晴耕雨読とは
「せいこううどく」と読みます。意味は、「よく晴れた日には田畑を耕して汗を流し、雨が降る日には家の中で読書をし教養を深める」こと。ここから、俗世間から離れ、自然にまかせてのんびり暮らすこと、悠々自適の生活を楽しむことを指します。
晴耕雨読の語源
晴耕雨読の語源は不明です。以前は塩谷節山の「晴耕雨読優游するに足る」という漢詩が出典では? という説が有力でした。調査により、1889年に刊行された『少年文庫 第2集』榊信一郎 編 (少年園)に「晴耕雨読」という言葉が確認できていますが、塩谷節山が生まれたのは1878年であるため、その漢詩が出典である可能性はきわめて低くなり、現在では不明となっています。
また、日本では1908年に刊行された伊藤佐千夫の短編小説『紅黄録(こうおうろく)』に次のように記載されていることから、明治以降に登場した言葉と考えられます。
昔からかかっている晴耕雨読の額も怪しく蜘蛛の巣が見える。床の間にはたたんだ六枚折りの屏風が立てかけてあって、ほかに何やかやごてごてと置いてある。
晴耕雨読の解釈
中国由来の故事成語ではなく、日本で生まれた四文字熟語といえる「晴耕雨読」。誰が考えたのかは、はっきりしていないようですが、いろいろな解釈があります。その中の一つを紹介します。

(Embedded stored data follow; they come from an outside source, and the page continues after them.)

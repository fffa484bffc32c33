use crate::constants::DEFAULT_LIST_LIMIT;
use crate::conversion::ConversionMetadata;
use serde::{Deserialize, Serialize};
use serde_json::{Map, Value};
use std::fmt;

#[derive(Debug, Clone, PartialEq, Eq, Hash, Serialize, Deserialize)]
#[serde(from = "String", into = "String")]
pub enum JobStatus {
    Queued,
    Processing,
    Completed,
    Failed,
    Expired,
    /// A status this client does not know; treated as still processing.
    Other(String),
}

impl JobStatus {
    pub fn as_str(&self) -> &str {
        match self {
            JobStatus::Queued => "queued",
            JobStatus::Processing => "processing",
            JobStatus::Completed => "completed",
            JobStatus::Failed => "failed",
            JobStatus::Expired => "expired",
            JobStatus::Other(status) => status,
        }
    }

    pub fn is_terminal(&self) -> bool {
        matches!(
            self,
            JobStatus::Completed | JobStatus::Failed | JobStatus::Expired
        )
    }
}

impl From<String> for JobStatus {
    fn from(status: String) -> Self {
        match status.as_str() {
            "queued" => JobStatus::Queued,
            "processing" => JobStatus::Processing,
            "completed" => JobStatus::Completed,
            "failed" => JobStatus::Failed,
            "expired" => JobStatus::Expired,
            _ => JobStatus::Other(status),
        }
    }
}

impl From<JobStatus> for String {
    fn from(status: JobStatus) -> Self {
        status.as_str().to_string()
    }
}

impl fmt::Display for JobStatus {
    fn fmt(&self, f: &mut fmt::Formatter<'_>) -> fmt::Result {
        f.write_str(self.as_str())
    }
}

/// A conversion job as reported by `/v1/jobs`.
///
/// The typed fields are a lenient view of the record: a value of an
/// unexpected type reads as `None`. The record itself is kept as received and
/// is what a `Job` serializes back to.
#[derive(Debug, Clone, PartialEq, Serialize, Deserialize)]
#[serde(try_from = "Value", into = "Value")]
pub struct Job {
    pub id: String,
    pub status: JobStatus,
    pub error_message: Option<String>,
    pub download_url: Option<String>,
    pub processing_time_ms: Option<u64>,
    pub tokens_used: Option<u64>,
    pub original_filename: Option<String>,
    pub source_format: Option<String>,
    pub target_format: Option<String>,
    pub created_at: Option<String>,
    pub completed_at: Option<String>,
    pub conversion_metadata: Option<Value>,
    raw: Map<String, Value>,
}

impl Job {
    /// The record exactly as the server sent it.
    pub fn raw(&self) -> &Map<String, Value> {
        &self.raw
    }

    pub fn get(&self, field: &str) -> Option<&Value> {
        self.raw.get(field)
    }
}

impl TryFrom<Value> for Job {
    type Error = String;

    fn try_from(value: Value) -> Result<Self, Self::Error> {
        let raw = match value {
            Value::Object(raw) => raw,
            other => return Err(format!("expected a job object, found {}", other)),
        };

        let id = match raw.get("id") {
            Some(Value::String(id)) => id.clone(),
            Some(Value::Number(id)) => id.to_string(),
            _ => String::new(),
        };
        let status = JobStatus::from(text(&raw, "status").unwrap_or_default());

        Ok(Job {
            id,
            status,
            error_message: text(&raw, "error_message"),
            download_url: text(&raw, "download_url"),
            processing_time_ms: count(&raw, "processing_time_ms"),
            tokens_used: count(&raw, "tokens_used"),
            original_filename: text(&raw, "original_filename"),
            source_format: text(&raw, "source_format"),
            target_format: text(&raw, "target_format"),
            created_at: text(&raw, "created_at"),
            completed_at: text(&raw, "completed_at"),
            conversion_metadata: raw
                .get("conversion_metadata")
                .filter(|v| !v.is_null())
                .cloned(),
            raw,
        })
    }
}

impl From<Job> for Value {
    fn from(job: Job) -> Self {
        Value::Object(job.raw)
    }
}

fn text(raw: &Map<String, Value>, field: &str) -> Option<String> {
    raw.get(field).and_then(Value::as_str).map(str::to_string)
}

// Fractional counts are rounded; negative ones are ignored.
fn count(raw: &Map<String, Value>, field: &str) -> Option<u64> {
    let value = raw.get(field)?;
    value.as_u64().or_else(|| {
        value
            .as_f64()
            .filter(|n| n.is_finite() && *n >= 0.0)
            .map(|n| n.round() as u64)
    })
}

#[derive(Debug, Clone, PartialEq, Serialize, Deserialize)]
pub struct Account {
    pub id: String,
    pub email: String,
    #[serde(default)]
    pub name: Option<String>,
    #[serde(default)]
    pub plan: Option<String>,
    #[serde(default)]
    pub points: i64,
    #[serde(default)]
    pub daily_conversions_remaining: i64,
    #[serde(default)]
    pub total_conversions: i64,
    #[serde(flatten)]
    pub extra: Map<String, Value>,
}

#[derive(Debug, Clone, PartialEq, Eq)]
pub struct ListJobsQuery {
    pub limit: u32,
    pub offset: u32,
    pub status: Option<String>,
}

impl Default for ListJobsQuery {
    fn default() -> Self {
        Self {
            limit: DEFAULT_LIST_LIMIT,
            offset: 0,
            status: None,
        }
    }
}

impl ListJobsQuery {
    pub fn new(limit: u32, offset: u32) -> Self {
        Self {
            limit,
            offset,
            status: None,
        }
    }

    pub fn with_status(mut self, status: impl Into<String>) -> Self {
        self.status = Some(status.into());
        self
    }

    pub fn query_pairs(&self) -> Vec<(&'static str, String)> {
        let mut pairs = vec![
            ("limit", self.limit.to_string()),
            ("offset", self.offset.to_string()),
        ];
        if let Some(status) = self.status.as_deref().filter(|s| !s.is_empty()) {
            pairs.push(("status", status.to_string()));
        }
        pairs
    }
}

// Wire bodies for the conversion endpoints.

#[derive(Debug, Clone, Serialize)]
pub(crate) struct UploadUrlRequest<'a> {
    pub filename: &'a str,
    pub source_format: &'a str,
    pub target_format: &'a str,
    pub file_size: u64,
    #[serde(skip_serializing_if = "Option::is_none")]
    pub conversion_metadata: Option<&'a ConversionMetadata>,
}

#[derive(Debug, Clone, Deserialize)]
pub(crate) struct UploadSlot {
    pub job_id: String,
    pub upload_url: String,
}

#[derive(Debug, Clone, Serialize)]
pub(crate) struct ConfirmRequest<'a> {
    pub job_id: &'a str,
}

#[derive(Debug, Clone, Deserialize)]
pub(crate) struct ConfirmReceipt {
    #[serde(default)]
    pub status: Option<JobStatus>,
}

#[derive(Debug, Clone, Deserialize)]
pub(crate) struct JobBody {
    pub job: Job,
}

#[derive(Debug, Clone, Deserialize)]
pub(crate) struct JobsBody {
    pub jobs: Vec<Job>,
}

#[derive(Debug, Clone, Deserialize)]
pub(crate) struct AccountBody {
    pub account: Account,
}

#[cfg(test)]
mod tests {
    use super::*;
    use serde_json::json;

    #[test]
    fn test_status_parsing() {
        assert_eq!(JobStatus::from("completed".to_string()), JobStatus::Completed);
        assert_eq!(
            JobStatus::from("uploading".to_string()),
            JobStatus::Other("uploading".to_string())
        );
        assert!(JobStatus::Expired.is_terminal());
        assert!(!JobStatus::Queued.is_terminal());
        assert!(!JobStatus::Other("uploading".to_string()).is_terminal());
    }

    #[test]
    fn test_job_keeps_unknown_fields() {
        let raw = json!({
            "id": "job-1",
            "status": "completed",
            "download_url": "https://cdn.test/out.jpg",
            "processing_time_ms": 812,
            "file_size": 1024,
            "user_id": "u-9"
        });

        let job: Job = serde_json::from_value(raw.clone()).unwrap();
        assert_eq!(job.status, JobStatus::Completed);
        assert_eq!(job.processing_time_ms, Some(812));
        assert_eq!(job.tokens_used, None);
        assert_eq!(job.get("user_id"), Some(&json!("u-9")));
        assert_eq!(serde_json::to_value(&job).unwrap(), raw);
    }

    #[test]
    fn test_job_tolerates_nulls_and_odd_types() {
        let raw = json!({
            "id": 17,
            "status": "completed",
            "error_message": null,
            "tokens_used": null,
            "processing_time_ms": 812.5,
            "download_url": 42,
            "conversion_metadata": null
        });

        let job: Job = serde_json::from_value(raw.clone()).unwrap();
        assert_eq!(job.id, "17");
        assert_eq!(job.error_message, None);
        assert_eq!(job.tokens_used, None);
        assert_eq!(job.processing_time_ms, Some(813));
        assert_eq!(job.download_url, None);
        assert_eq!(job.conversion_metadata, None);
        assert_eq!(serde_json::to_value(&job).unwrap(), raw);
    }

    #[test]
    fn test_job_must_be_an_object() {
        assert!(serde_json::from_value::<Job>(json!(["job-1"])).is_err());
    }

    #[test]
    fn test_list_query_pairs() {
        let pairs = ListJobsQuery::new(10, 0).with_status("completed").query_pairs();
        assert_eq!(
            pairs,
            vec![
                ("limit", "10".to_string()),
                ("offset", "0".to_string()),
                ("status", "completed".to_string()),
            ]
        );

        let defaults = ListJobsQuery::default().query_pairs();
        assert_eq!(defaults.len(), 2);
        assert_eq!(defaults[0], ("limit", "50".to_string()));
    }
}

また、中国の『三国志』という書物に登場する天才軍師「諸葛亮(しょかつりょう)」は、荊州(けいしゅう)という場所で、「晴耕雨読」の生活を営んでいました。それは「これから大きなことをやり遂げるためには知識と体力が必要になる。だから、晴れた日には体を動かして健康な状態を維持する。雨の日に無理をして外で活動すると、体調を崩してしまう。それではいざというときに動けなくなるので家の中で本を読んで勉強しよう」という諸葛亮の考え方です。
このことから、いつどんな時でも、ただ待っているのではなく、いつか来るであろう好機に備えて準備を怠らないようにしよう。自然にあらがうことなく、次の飛躍のための準備期間にする、という解釈のしかたもあります。
晴耕雨読の使い方
晴耕雨読という言葉は次のように使われます。
例文
1:定年後は故郷に戻り、晴耕雨読の生活をし、余生を楽しみたいものだ
2:現代社会で、晴耕雨読の生活をするにはそれなりの覚悟が必要だ
3:私は田舎で晴耕雨読の生活をすることに憧れている
毎日あくせくと時間に追われる生活から一転、都会の喧騒から離れて、故郷に戻り、のんびりと、自然にまかせた生活をする。現代風に言えば、スローライフといったところでしょうか。
晴耕雨読の類義語と対義語
晴耕雨読にはどのような類義語や対義語があるのでしょうか。それぞれ例をあげて紹介します。
晴耕雨読の類義語
晴耕雨読の類義語について見ていきます。安定した暮らしの中で、自然に身をまかせ、何ものにも束縛されず、思いのままに生きることを指す語です。
1. 悠々自適(ゆうゆうじてき):世間の煩わしさから離れて思いのままに暮らすこと。
2. 閑雲野鶴(かんうんやかく):自然の中で悠々と暮らすこと。
3. 無為自然(むいしぜん):自然に身をまかせる生き方のこと。
4. 平穏無事(へいおんぶじ):何事もなく穏やかであること。
並んだ字を見ても、ゆったり、のんびりとしたイメージを抱きます。
また、中国の歴史書『十八史略』のなかに「鼓腹撃壌(こふくげきじょう)」という故事があります。天子の堯(ぎょう)が、「50年近く天下を治めているが、世の中が治まっているのか? 本当に自分が天子でいいのか? 」と疑問に思い、わざとみすぼらしい恰好をして、こっそり町へ視察に出かけたところ、一人の老人が言いました。
日出而作、日入而息、鑿井而飲、耕田食、帝力何有我哉。
〈書き下し文〉
「日出でて作し、日入りて息ふ。井を鑿ちて飲み、田を耕して食らふ。帝力何ぞ我に有らんや。」と。
〈現代語訳〉
「日が昇れば仕事をし、日が沈んだら休む。井戸を掘っては水を飲み、畑を耕しては食事をする。帝の力なぞどうして私に関わりがあろうか、自由なのだ。」と。
老人は日々の「日出而作、日入而息、鑿井而飲、耕田食」という生活が自由の境地だと言っています。晴耕雨読も、日々の過ごし方が悠々としていて自由の境地である、という意味では共通しているといえるでしょう。